Task to complete ▸
Find and copy each line of the records where the string "standard" shows up.

Stored entries ▸
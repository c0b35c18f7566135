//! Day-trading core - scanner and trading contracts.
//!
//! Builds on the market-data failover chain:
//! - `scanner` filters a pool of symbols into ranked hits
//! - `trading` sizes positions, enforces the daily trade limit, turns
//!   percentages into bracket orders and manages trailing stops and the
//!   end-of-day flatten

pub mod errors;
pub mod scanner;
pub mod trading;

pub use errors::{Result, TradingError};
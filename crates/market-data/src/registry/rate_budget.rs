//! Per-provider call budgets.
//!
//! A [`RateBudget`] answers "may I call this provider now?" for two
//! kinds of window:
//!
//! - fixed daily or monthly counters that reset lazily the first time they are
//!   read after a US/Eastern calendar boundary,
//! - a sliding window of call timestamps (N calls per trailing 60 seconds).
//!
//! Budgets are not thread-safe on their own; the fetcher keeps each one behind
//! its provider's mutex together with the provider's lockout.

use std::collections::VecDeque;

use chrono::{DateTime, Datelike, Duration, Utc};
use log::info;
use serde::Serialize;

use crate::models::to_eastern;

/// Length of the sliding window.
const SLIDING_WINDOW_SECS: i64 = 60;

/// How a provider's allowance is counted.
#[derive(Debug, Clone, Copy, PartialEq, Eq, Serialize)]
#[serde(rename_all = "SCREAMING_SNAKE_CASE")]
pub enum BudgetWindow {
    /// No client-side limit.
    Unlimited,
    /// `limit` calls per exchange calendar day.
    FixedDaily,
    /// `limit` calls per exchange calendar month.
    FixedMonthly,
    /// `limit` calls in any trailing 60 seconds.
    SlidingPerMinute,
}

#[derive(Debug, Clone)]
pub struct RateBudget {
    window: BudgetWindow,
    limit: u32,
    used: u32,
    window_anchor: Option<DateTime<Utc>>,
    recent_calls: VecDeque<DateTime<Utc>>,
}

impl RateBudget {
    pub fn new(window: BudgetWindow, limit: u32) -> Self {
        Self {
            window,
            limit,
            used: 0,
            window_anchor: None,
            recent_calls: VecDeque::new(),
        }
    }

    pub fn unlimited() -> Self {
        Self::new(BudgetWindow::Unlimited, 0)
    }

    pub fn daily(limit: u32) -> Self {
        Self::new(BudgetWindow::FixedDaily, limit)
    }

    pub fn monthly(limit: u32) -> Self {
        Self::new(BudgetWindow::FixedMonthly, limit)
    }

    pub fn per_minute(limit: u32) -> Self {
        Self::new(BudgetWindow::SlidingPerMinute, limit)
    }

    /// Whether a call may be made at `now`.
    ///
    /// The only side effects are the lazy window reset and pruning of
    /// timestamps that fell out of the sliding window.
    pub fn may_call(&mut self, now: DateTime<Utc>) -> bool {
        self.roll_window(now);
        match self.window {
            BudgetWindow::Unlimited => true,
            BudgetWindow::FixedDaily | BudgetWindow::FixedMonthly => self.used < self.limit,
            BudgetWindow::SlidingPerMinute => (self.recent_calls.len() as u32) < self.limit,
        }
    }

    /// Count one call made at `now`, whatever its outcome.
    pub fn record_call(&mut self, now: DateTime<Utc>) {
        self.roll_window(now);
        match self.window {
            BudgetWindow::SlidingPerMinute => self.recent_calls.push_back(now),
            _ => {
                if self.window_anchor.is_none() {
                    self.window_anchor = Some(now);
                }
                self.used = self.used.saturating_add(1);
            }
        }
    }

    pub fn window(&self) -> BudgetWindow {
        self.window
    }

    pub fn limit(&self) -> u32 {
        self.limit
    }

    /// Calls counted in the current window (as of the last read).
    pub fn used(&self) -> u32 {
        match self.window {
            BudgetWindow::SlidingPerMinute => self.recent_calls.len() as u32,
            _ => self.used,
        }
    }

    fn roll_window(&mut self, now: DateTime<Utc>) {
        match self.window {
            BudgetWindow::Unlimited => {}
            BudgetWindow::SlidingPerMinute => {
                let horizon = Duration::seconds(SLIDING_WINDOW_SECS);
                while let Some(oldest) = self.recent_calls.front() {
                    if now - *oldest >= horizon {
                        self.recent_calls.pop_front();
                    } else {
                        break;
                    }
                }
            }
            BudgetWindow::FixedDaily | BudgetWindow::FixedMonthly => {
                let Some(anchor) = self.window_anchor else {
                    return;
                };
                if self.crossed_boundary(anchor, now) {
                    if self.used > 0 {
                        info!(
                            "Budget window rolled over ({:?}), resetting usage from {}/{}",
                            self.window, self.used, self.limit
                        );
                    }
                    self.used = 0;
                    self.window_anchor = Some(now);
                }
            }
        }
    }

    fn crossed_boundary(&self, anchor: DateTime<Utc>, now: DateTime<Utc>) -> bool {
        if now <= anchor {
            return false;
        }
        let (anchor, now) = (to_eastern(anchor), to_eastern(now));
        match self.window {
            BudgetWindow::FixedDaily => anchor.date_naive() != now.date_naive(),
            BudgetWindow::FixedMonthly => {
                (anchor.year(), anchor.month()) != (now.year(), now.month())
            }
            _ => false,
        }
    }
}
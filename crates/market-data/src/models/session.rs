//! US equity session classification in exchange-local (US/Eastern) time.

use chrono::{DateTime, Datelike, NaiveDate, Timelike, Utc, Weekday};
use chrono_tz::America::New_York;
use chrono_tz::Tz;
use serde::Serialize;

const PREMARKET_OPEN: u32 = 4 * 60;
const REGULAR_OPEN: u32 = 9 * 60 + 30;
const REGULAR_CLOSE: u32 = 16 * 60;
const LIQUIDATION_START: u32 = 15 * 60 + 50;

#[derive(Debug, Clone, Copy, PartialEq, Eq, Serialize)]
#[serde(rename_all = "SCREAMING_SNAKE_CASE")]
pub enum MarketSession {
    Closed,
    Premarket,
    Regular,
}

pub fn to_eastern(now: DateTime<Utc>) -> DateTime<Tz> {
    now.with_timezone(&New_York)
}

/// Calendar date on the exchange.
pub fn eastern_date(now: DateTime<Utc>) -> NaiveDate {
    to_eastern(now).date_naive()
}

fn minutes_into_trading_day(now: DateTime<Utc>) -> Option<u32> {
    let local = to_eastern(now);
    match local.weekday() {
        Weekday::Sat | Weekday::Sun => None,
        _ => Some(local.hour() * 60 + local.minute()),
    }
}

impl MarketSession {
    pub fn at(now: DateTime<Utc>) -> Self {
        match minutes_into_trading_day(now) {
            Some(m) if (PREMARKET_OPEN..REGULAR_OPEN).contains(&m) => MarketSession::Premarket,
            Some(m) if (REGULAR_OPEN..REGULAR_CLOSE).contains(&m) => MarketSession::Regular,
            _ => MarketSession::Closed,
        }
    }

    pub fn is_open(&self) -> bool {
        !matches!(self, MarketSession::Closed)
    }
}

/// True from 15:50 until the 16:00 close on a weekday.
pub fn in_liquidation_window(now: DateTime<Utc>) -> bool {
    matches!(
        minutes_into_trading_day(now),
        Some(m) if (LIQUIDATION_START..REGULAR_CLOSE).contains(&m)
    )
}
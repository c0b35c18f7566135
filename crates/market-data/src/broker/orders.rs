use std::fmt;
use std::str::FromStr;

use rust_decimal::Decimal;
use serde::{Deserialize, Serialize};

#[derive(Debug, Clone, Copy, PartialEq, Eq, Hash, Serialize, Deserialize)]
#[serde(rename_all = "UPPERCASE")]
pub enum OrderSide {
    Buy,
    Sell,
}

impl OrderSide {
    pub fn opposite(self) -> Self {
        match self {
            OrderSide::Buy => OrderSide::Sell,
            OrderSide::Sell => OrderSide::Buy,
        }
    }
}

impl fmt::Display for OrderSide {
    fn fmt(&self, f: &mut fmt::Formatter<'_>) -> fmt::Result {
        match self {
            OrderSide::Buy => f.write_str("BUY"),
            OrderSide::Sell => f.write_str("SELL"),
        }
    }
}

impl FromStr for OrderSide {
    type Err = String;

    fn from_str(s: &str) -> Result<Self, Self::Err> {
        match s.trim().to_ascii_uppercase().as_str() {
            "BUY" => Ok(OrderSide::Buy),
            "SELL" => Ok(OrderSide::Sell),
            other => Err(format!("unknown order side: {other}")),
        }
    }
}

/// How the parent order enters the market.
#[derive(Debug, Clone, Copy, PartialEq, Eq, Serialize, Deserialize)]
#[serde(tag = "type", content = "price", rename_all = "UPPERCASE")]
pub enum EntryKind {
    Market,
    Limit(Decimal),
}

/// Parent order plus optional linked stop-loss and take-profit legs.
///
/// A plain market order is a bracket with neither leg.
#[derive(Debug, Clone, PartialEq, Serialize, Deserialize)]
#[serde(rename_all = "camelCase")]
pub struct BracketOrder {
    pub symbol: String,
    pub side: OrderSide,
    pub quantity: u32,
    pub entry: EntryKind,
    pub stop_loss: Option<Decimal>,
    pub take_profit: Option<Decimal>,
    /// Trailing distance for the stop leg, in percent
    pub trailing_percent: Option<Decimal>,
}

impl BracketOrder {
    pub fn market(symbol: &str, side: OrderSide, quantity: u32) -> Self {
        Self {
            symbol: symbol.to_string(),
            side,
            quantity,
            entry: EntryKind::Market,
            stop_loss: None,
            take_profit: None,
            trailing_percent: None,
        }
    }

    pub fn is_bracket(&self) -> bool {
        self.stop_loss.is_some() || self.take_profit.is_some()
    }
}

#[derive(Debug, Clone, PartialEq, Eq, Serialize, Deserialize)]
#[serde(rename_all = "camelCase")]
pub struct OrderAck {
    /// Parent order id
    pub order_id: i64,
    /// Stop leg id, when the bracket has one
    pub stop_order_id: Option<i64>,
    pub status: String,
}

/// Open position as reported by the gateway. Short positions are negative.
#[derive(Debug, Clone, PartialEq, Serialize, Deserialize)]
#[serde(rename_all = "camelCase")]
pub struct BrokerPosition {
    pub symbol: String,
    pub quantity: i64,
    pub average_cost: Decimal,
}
--
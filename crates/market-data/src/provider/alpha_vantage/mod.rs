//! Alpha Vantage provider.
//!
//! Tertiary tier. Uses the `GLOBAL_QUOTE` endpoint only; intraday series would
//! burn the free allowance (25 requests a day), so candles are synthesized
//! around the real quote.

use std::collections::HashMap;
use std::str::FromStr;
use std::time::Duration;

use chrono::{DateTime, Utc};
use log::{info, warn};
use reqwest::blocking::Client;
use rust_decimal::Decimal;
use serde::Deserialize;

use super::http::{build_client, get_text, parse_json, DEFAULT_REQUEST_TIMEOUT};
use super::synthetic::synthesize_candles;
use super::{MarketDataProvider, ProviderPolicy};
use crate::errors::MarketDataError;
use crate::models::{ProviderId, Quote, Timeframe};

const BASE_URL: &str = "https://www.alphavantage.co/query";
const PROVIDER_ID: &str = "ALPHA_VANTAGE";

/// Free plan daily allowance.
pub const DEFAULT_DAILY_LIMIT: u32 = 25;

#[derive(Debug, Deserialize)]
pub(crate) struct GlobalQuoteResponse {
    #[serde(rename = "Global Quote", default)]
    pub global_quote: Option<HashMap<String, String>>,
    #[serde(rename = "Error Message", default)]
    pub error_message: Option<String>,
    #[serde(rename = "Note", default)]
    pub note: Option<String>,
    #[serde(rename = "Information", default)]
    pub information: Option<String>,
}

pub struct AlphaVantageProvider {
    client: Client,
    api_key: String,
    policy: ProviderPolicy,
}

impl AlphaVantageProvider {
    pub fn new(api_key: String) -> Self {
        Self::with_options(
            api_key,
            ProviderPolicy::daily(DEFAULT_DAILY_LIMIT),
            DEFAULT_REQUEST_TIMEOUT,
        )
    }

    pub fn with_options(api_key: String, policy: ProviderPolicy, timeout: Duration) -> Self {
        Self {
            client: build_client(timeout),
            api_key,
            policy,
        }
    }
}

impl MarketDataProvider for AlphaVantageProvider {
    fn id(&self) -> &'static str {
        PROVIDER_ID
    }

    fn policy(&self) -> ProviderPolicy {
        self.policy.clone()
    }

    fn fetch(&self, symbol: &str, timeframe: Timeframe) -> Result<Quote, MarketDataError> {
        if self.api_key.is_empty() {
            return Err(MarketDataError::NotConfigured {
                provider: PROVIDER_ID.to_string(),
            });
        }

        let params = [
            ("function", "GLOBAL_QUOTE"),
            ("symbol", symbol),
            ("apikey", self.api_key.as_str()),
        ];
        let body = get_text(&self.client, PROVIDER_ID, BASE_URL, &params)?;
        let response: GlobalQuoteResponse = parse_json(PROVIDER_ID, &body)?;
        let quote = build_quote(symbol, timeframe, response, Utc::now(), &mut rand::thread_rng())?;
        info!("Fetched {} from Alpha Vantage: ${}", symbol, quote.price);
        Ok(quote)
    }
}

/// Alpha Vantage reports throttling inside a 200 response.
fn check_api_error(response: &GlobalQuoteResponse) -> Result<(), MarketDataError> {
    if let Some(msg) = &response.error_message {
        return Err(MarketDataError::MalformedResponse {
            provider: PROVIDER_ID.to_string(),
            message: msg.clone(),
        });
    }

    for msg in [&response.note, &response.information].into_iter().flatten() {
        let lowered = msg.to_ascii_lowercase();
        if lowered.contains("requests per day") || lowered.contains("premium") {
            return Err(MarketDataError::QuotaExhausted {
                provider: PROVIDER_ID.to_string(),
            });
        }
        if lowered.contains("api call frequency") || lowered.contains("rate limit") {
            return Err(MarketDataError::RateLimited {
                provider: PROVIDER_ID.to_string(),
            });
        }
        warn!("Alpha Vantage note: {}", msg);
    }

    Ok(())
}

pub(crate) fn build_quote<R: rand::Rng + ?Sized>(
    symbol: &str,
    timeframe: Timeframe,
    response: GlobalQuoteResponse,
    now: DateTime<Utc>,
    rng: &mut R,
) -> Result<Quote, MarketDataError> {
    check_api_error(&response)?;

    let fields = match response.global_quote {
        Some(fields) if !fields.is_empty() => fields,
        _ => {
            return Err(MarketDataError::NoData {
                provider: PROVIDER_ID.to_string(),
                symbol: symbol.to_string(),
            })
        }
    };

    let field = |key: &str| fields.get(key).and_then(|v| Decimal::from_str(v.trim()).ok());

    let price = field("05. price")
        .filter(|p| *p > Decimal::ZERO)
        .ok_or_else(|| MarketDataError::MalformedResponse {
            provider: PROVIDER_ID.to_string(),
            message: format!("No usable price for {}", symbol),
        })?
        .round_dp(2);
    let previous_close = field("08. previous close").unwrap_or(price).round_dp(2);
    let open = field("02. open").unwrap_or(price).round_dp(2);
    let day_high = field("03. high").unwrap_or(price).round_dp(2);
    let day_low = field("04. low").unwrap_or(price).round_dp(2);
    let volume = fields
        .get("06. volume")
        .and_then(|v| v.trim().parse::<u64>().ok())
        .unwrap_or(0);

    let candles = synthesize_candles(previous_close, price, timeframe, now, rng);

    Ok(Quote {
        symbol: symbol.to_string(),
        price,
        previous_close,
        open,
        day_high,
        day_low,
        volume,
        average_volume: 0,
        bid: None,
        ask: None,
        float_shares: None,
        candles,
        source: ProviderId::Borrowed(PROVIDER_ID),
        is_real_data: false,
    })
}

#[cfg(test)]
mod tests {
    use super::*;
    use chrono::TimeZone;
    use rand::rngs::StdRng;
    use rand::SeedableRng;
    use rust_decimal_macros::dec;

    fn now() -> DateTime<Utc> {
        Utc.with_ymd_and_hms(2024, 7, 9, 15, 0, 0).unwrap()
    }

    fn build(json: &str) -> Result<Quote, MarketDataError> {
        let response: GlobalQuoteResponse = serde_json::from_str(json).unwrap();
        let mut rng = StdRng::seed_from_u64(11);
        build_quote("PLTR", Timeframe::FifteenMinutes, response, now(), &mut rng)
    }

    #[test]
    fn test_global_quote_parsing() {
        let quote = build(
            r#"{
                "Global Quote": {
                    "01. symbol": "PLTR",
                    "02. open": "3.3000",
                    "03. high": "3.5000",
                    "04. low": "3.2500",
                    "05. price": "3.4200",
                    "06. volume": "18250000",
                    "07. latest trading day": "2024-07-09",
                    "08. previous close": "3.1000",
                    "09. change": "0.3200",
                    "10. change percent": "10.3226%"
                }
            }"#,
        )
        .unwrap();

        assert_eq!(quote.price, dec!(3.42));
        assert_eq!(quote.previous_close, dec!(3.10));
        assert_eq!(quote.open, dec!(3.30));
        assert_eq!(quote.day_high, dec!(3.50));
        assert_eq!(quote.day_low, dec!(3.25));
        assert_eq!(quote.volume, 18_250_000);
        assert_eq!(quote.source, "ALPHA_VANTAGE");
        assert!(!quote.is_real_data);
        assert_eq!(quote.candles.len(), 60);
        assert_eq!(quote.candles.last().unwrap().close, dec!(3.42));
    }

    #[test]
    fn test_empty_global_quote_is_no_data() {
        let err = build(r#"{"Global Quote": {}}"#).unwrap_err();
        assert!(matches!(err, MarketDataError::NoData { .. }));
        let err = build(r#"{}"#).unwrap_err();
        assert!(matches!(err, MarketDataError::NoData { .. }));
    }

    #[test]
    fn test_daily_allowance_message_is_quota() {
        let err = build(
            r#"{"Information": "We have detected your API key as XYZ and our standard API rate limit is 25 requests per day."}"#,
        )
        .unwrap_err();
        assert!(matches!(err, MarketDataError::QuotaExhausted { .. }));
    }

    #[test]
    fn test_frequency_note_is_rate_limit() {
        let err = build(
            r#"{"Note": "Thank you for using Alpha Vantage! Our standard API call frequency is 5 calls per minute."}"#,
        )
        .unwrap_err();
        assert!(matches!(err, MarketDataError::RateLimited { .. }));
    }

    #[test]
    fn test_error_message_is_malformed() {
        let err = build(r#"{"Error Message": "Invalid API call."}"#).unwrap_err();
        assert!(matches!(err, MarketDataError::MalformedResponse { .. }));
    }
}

Task result ▸
            r#"{"Information": "We have detected your API key as XYZ and our standard API rate limit is 25 requests per day."}"#,
            r#"{"Note": "Thank you for using Alpha Vantage! Our standard API call frequency is 5 calls per minute."}"#,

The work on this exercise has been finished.